Required work =
All that is needed is the line containing "pub async fn handle_say(words: Vec<String>, json: bool)" together with each line after it, transcribed exactly to the end of the records.

(Stored data)

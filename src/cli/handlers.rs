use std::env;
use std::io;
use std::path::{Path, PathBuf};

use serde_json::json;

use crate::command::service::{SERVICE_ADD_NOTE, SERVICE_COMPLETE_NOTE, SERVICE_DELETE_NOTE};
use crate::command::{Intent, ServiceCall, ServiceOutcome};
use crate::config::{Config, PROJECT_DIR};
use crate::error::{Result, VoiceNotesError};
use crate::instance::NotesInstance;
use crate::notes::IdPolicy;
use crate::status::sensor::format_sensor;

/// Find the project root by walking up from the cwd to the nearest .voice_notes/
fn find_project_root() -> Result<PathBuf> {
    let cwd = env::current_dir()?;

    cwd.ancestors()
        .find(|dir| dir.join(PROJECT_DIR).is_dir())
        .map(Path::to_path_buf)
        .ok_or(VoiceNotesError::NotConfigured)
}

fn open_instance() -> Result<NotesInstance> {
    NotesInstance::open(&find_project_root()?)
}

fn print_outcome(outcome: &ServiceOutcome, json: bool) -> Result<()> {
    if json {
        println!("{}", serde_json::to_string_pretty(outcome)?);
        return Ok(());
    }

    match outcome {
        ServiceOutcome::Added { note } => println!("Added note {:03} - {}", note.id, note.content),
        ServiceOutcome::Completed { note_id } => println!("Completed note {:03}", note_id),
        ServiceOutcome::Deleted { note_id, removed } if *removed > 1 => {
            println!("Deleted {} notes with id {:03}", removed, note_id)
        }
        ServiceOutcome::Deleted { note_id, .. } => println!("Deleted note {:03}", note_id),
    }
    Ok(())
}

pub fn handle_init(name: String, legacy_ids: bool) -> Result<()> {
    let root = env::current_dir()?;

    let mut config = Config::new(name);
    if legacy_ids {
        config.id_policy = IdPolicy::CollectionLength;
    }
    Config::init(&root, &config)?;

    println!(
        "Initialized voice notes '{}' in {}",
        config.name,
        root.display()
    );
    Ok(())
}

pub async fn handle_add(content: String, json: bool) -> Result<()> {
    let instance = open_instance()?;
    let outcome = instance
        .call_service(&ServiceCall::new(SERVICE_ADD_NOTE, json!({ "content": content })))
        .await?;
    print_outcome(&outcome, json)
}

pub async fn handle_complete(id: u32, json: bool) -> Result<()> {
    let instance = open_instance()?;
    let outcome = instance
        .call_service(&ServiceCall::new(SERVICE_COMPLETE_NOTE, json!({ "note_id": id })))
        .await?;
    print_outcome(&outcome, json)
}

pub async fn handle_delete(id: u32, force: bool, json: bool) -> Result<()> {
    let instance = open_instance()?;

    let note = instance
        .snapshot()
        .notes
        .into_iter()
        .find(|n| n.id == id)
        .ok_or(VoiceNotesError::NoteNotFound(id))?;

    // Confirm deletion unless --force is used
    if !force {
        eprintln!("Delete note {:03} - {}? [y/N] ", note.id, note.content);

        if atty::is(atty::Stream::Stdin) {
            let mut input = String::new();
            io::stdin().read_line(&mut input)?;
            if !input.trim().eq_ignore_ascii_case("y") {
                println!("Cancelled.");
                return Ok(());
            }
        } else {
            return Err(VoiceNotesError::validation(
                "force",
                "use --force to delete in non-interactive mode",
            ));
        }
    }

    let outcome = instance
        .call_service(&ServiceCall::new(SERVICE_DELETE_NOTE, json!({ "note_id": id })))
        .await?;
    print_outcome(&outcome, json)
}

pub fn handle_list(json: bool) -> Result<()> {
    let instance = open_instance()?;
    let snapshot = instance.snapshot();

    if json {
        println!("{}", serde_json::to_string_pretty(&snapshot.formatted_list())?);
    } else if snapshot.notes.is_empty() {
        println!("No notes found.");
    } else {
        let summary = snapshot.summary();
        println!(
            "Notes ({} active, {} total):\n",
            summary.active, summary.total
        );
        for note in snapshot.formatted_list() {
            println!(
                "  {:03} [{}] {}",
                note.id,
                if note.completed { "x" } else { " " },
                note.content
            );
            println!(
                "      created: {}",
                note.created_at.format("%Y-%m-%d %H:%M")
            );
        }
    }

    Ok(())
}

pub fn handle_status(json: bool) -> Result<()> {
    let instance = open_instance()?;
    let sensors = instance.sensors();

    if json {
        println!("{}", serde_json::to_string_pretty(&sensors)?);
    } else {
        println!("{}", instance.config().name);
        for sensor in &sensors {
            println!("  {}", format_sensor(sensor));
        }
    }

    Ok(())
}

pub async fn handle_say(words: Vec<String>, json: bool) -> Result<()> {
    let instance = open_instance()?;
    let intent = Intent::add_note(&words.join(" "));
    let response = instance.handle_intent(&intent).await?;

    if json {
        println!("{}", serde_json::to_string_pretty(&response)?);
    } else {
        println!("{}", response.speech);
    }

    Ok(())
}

Output for this task =
pub async fn handle_say(words: Vec<String>, json: bool) -> Result<()> {
    let instance = open_instance()?;
    let intent = Intent::add_note(&words.join(" "));
    let response = instance.handle_intent(&intent).await?;

    if json {
        println!("{}", serde_json::to_string_pretty(&response)?);
    } else {
        println!("{}", response.speech);
    }

    Ok(())
}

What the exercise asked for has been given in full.